Required work ->
Find and copy each line of the data that includes "SyncError".

== Segment start ==

//! Reload trigger: tells the proxy to pick up the new artifact.

use async_trait::async_trait;
use chrono::Utc;

use cadence_core::config::NginxConfig;

use crate::command::{stderr_text, CommandSpec};
use crate::error::{Stage, SyncError};

/// Something that makes the proxy re-read its configuration.
///
/// Called only after the artifact changed. No retry happens here; a failed
/// reload is retried by the next cycle that changes the artifact.
#[async_trait]
pub trait Reloader: Send + Sync {
    async fn reload(&self) -> Result<(), SyncError>;
}

/// Runs `reload_command`; a zero exit is success.
#[derive(Debug, Clone)]
pub struct CommandReloader {
    command: CommandSpec,
}

impl CommandReloader {
    pub fn new(command: CommandSpec) -> Self {
        Self { command }
    }

    pub fn from_config(nginx: &NginxConfig) -> Self {
        Self::new(CommandSpec::new(
            nginx.reload_command.clone(),
            nginx.reload_timeout(),
        ))
    }
}

#[async_trait]
impl Reloader for CommandReloader {
    async fn reload(&self) -> Result<(), SyncError> {
        let started = Utc::now();
        let output = self.command.output(Stage::Reload, None).await?;
        if !output.status.success() {
            return Err(SyncError::Reload {
                command: self.command.display(),
                status: output.status.code(),
                stderr: stderr_text(&output),
            });
        }
        let elapsed = Utc::now() - started;
        tracing::info!(
            "reloaded via `{}` in {}ms",
            self.command.display(),
            elapsed.num_milliseconds()
        );
        Ok(())
    }
}
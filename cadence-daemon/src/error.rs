use std::path::PathBuf;

use thiserror::Error;

#[derive(Debug, Error)]
pub enum DaemonError {
    #[error("{path}: {source}")]
    Io {
        path: PathBuf,
        #[source]
        source: std::io::Error,
    },

    #[error(transparent)]
    Orchestrator(#[from] cadence_core::OrchestratorError),

    #[error(transparent)]
    Sync(#[from] cadence_sync::SyncError),

    #[error("malformed control message: {0}")]
    Json(#[from] serde_json::Error),

    /// The other end of an internal channel is gone; the owning task exits.
    #[error("{0} closed")]
    ChannelClosed(&'static str),

    #[error("daemon rejected {command}: {message}")]
    Rejected { command: &'static str, message: String },

    #[error("control protocol: {0}")]
    Protocol(String),

    #[error("another daemon is listening on {socket}")]
    SocketInUse { socket: PathBuf },

    #[error("signal handler failed: {0}")]
    Signal(#[source] std::io::Error),

    #[error("{task} task panicked or was cancelled: {message}")]
    Join { task: &'static str, message: String },

    #[error("daemon is not running (no listener on {socket})")]
    NotRunning { socket: PathBuf },
}

pub(crate) fn io_err(path: impl Into<PathBuf>, source: std::io::Error) -> DaemonError {
    DaemonError::Io { path: path.into(), source }
}
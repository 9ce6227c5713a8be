//! Control protocol spoken over the daemon's Unix socket.
//!
//! One JSON object per line in each direction. A request names a
//! [`ControlCommand`] (`{"cmd":"sync"}`); the daemon answers with a
//! [`ControlReply`] whose `data` shape depends on the command.

use std::io::{BufRead, BufReader, ErrorKind, Write};
use std::os::unix::net::UnixStream;
use std::path::Path;
use std::thread::sleep;
use std::time::Duration;

use serde::{Deserialize, Serialize};
use serde_json::Value;

use crate::error::{io_err, DaemonError};

const STATUS_ATTEMPTS: u32 = 5;
const STATUS_BACKOFF: Duration = Duration::from_millis(100);

#[derive(Debug, Clone, Copy, PartialEq, Eq, Serialize, Deserialize)]
#[serde(tag = "cmd", rename_all = "lowercase")]
pub enum ControlCommand {
    /// Report status, scheduler state and snapshot counts.
    Status,
    /// Enqueue a trigger; the cycle runs at the next tick.
    Sync,
    /// Broadcast shutdown.
    Stop,
}

impl ControlCommand {
    pub fn name(self) -> &'static str {
        match self {
            ControlCommand::Status => "status",
            ControlCommand::Sync => "sync",
            ControlCommand::Stop => "stop",
        }
    }
}

#[derive(Debug, Clone, Serialize, Deserialize)]
pub struct ControlReply {
    pub ok: bool,
    #[serde(default, skip_serializing_if = "Option::is_none")]
    pub data: Option<Value>,
    #[serde(default, skip_serializing_if = "Option::is_none")]
    pub error: Option<String>,
}

impl ControlReply {
    pub fn ok(data: Value) -> Self {
        Self { ok: true, data: Some(data), error: None }
    }

    pub fn error(message: impl Into<String>) -> Self {
        Self { ok: false, data: None, error: Some(message.into()) }
    }

    fn into_data(self, command: ControlCommand) -> Result<Value, DaemonError> {
        if self.ok {
            return Ok(self.data.unwrap_or(Value::Null));
        }
        Err(DaemonError::Rejected {
            command: command.name(),
            message: self.error.unwrap_or_else(|| "no reason given".to_string()),
        })
    }
}

/// Answer to a `sync` request.
#[derive(Debug, Clone, Copy, PartialEq, Eq, Serialize, Deserialize)]
pub struct SyncAck {
    pub queued: bool,
    /// A trigger was already pending; this request merged into it.
    pub coalesced: bool,
}

fn not_running(socket: &Path, err: &std::io::Error) -> bool {
    !socket.exists()
        || matches!(
            err.kind(),
            ErrorKind::NotFound | ErrorKind::ConnectionRefused | ErrorKind::ConnectionReset
        )
}

/// Send `command` and wait for the single reply line.
pub fn call(socket: &Path, command: ControlCommand) -> Result<ControlReply, DaemonError> {
    let mut stream = UnixStream::connect(socket).map_err(|err| {
        if not_running(socket, &err) {
            DaemonError::NotRunning { socket: socket.to_path_buf() }
        } else {
            io_err(socket, err)
        }
    })?;

    let mut frame = serde_json::to_vec(&command)?;
    frame.push(b'\n');
    stream.write_all(&frame).map_err(|e| io_err(socket, e))?;
    stream.flush().map_err(|e| io_err(socket, e))?;

    let mut line = String::new();
    let read = BufReader::new(stream)
        .read_line(&mut line)
        .map_err(|e| io_err(socket, e))?;
    if read == 0 {
        return Err(DaemonError::Protocol(format!(
            "connection closed before the {} reply",
            command.name()
        )));
    }
    Ok(serde_json::from_str(line.trim_end())?)
}

/// Status payload. Retries briefly while a freshly started daemon binds.
pub fn request_status(socket: &Path) -> Result<Value, DaemonError> {
    let mut attempt = 1;
    loop {
        match call(socket, ControlCommand::Status) {
            Ok(reply) => return reply.into_data(ControlCommand::Status),
            Err(DaemonError::NotRunning { .. }) if attempt < STATUS_ATTEMPTS => {
                attempt += 1;
                sleep(STATUS_BACKOFF);
            }
            Err(err) => return Err(err),
        }
    }
}

pub fn request_sync(socket: &Path) -> Result<SyncAck, DaemonError> {
    let data = call(socket, ControlCommand::Sync)?.into_data(ControlCommand::Sync)?;
    Ok(serde_json::from_value(data)?)
}

pub fn request_stop(socket: &Path) -> Result<(), DaemonError> {
    call(socket, ControlCommand::Stop)?
        .into_data(ControlCommand::Stop)
        .map(|_| ())
}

== Segment end ==

Result below ->
use crate::error::{Stage, SyncError};
    async fn reload(&self) -> Result<(), SyncError>;
    async fn reload(&self) -> Result<(), SyncError> {
            return Err(SyncError::Reload {
    Sync(#[from] cadence_sync::SyncError),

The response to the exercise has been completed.